Joe Maimon jmaimon at jmaimon.com
Thu Mar 24 09:47:34 UTC 2022



Owen DeLong wrote:
>
> The goal of IPv6, IMHO, is to become the next lingua franca of the internet, eventually rendering IPv4 unnecessary except in small pockets of legacy support.
Hey Owen,

Indeed, having otherwise fallen short of the mark that is what remains.
>
> I agree that has not yet been achieved.

Its  encouraging that progress and momentum continues, but there is no 
way to be 100% confident that IPv6 has unlimited time to obtain dominance.
>
> It was an objective to try and reach that point prior to IPv4 address shortages caused real problems, but we pretty well missed that target when NAT started catching on.

There were still plenty of opportunities to save the day that IPv6 
global deployment missed.
>
> I would not say that IPv6 has ben and continues to be a failure so much as IPv6 has not yet achieved its goal. Yes, it failed the (optimistic) objective of achieving it’s goal prior to IPv4 shortages causing real problems, but that happened pretty quickly and pretty early in the lifespan of IPv6 thus far (I view the popularization of NAT as being the first marker of real problems in IPv4 due to address shortage).

There were more mile markers than NAT on the address shortage problem 
route and IPv6 failed most of those as well.
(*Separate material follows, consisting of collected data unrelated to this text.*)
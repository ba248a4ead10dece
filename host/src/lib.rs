use std::fs::File;
use std::io::{BufReader, BufWriter};
use std::path::Path;

use maze_core::{
    Maze, MazeError, Position, RandomSource, RecursiveBacktracker, RngSource, SimpleLCG,
};
use serde::{Deserialize, Serialize};

pub mod config;
pub mod encoder;

pub use config::{ExitEdge, MazeConfig};
pub use encoder::PngEncoder;

/// A cell coordinate as written in JSON summaries
#[derive(Debug, Clone, Copy, Serialize, Deserialize, PartialEq, Eq)]
pub struct CellRef {
    pub col: usize,
    pub row: usize,
}

impl From<Position> for CellRef {
    fn from(pos: Position) -> Self {
        CellRef {
            col: pos.col,
            row: pos.row,
        }
    }
}

/// Description of a maze for display or JSON output
#[derive(Debug, Clone, Serialize, Deserialize, PartialEq, Eq)]
pub struct MazeSummary {
    pub width: usize,
    pub height: usize,
    /// `None` for a maze no architect has carved
    pub entrance: Option<CellRef>,
    pub exit: Option<CellRef>,
    /// Open walls between cells; `width * height - 1` for a perfect maze
    pub open_passages: usize,
    /// Seed the maze was generated from, when known
    pub seed: Option<u32>,
}

impl MazeSummary {
    pub fn of(maze: &Maze, seed: Option<u32>) -> Self {
        MazeSummary {
            width: maze.width(),
            height: maze.height(),
            entrance: maze.entrance().map(CellRef::from),
            exit: maze.exit().map(CellRef::from),
            open_passages: maze.open_interior_walls(),
            seed,
        }
    }
}

/// Generate a maze with the recursive backtracker.
///
/// With a seed the maze comes from [`SimpleLCG`] and is reproducible;
/// without one it draws from the thread-local `rand` generator.
///
/// # Example
/// ```
/// use host::{generate_maze, ExitEdge};
///
/// let maze = generate_maze(8, 6, Some(2918957128), ExitEdge::Same).unwrap();
/// assert_eq!(maze.open_interior_walls(), 47);
/// ```
pub fn generate_maze(
    width: usize,
    height: usize,
    seed: Option<u32>,
    exit_edge: ExitEdge,
) -> Result<Maze, Box<dyn std::error::Error>> {
    tracing::info!(
        "Generating {}x{} maze (seed: {:?}, exit edge: {})",
        width,
        height,
        seed,
        exit_edge
    );

    let mut architect = RecursiveBacktracker::with_exit_placement(exit_edge.into());
    let mut lcg;
    let mut thread_rng;
    let rng: &mut dyn RandomSource = match seed {
        Some(seed) => {
            lcg = SimpleLCG::new(seed);
            &mut lcg
        }
        None => {
            thread_rng = RngSource::thread();
            &mut thread_rng
        }
    };

    let maze = Maze::generate(width, height, &mut architect, rng)?;
    tracing::info!("Maze generated: entrance {:?}, exit {:?}", maze.entrance(), maze.exit());
    Ok(maze)
}

/// Save a maze to a binary file.
///
/// An uncreatable destination is reported as [`MazeError::InvalidStream`].
pub fn save_maze_file(
    maze: &Maze,
    path: impl AsRef<Path>,
) -> Result<(), Box<dyn std::error::Error>> {
    let path = path.as_ref();
    let file = File::create(path).map_err(|e| {
        MazeError::InvalidStream(format!("cannot create {}: {}", path.display(), e))
    })?;
    let mut writer = BufWriter::new(file);
    maze.save(&mut writer)?;
    tracing::info!("Saved maze data to {}", path.display());
    Ok(())
}

/// Load a maze from a binary file written by [`save_maze_file`].
///
/// An unopenable source is reported as [`MazeError::InvalidStream`].
pub fn load_maze_file(path: impl AsRef<Path>) -> Result<Maze, Box<dyn std::error::Error>> {
    let path = path.as_ref();
    let file = File::open(path).map_err(|e| {
        MazeError::InvalidStream(format!("cannot open {}: {}", path.display(), e))
    })?;
    let mut reader = BufReader::new(file);
    let maze = Maze::load(&mut reader)?;
    tracing::info!("Loaded {}x{} maze from {}", maze.width(), maze.height(), path.display());
    Ok(maze)
}

/// Render a maze to a PNG file
pub fn render_maze_png(
    maze: &Maze,
    path: impl AsRef<Path>,
    grid_size: usize,
) -> Result<(), Box<dyn std::error::Error>> {
    let mut encoder = PngEncoder::new(path.as_ref());
    maze_core::render_to(maze, grid_size, &mut encoder)?;
    Ok(())
}

/// Run the full pipeline for `config`: generate, render the PNG, save the data.
///
/// # Returns
/// The generated maze and its summary.
pub fn run_generate(
    config: &MazeConfig,
) -> Result<(Maze, MazeSummary), Box<dyn std::error::Error>> {
    config.validate()?;

    let maze = generate_maze(config.width, config.height, config.seed, config.exit_edge)?;
    render_maze_png(&maze, &config.image_path, config.grid_size)?;
    save_maze_file(&maze, &config.data_path)?;

    let summary = MazeSummary::of(&maze, config.seed);
    Ok((maze, summary))
}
Some of those happened 
early, some not so much and there are probably more to come.

While shortage might have been the main driver of development of NAT, 
provider independence and abstraction was the clear motivation for end 
users to adopt it.


>   Getting IPv6 to near ubiquitous deployment in that short time would have been an impressive accomplishment if it had happened.
>
> Owen
>
,

20 years ago it was not considered optimistic to expect that there would 
no longer be threads of this nature, it was essentially treated as 
heretical to imagine there might be. And there were concrete 
consequences to that mode of group think.

Even a naysayer as myself, back in 2004 really only expected another 
decade or so of transition to clear dominance.

I will note that a decade to make 240/4 usable was cited as a major 
opposition reason to it. And other ideas.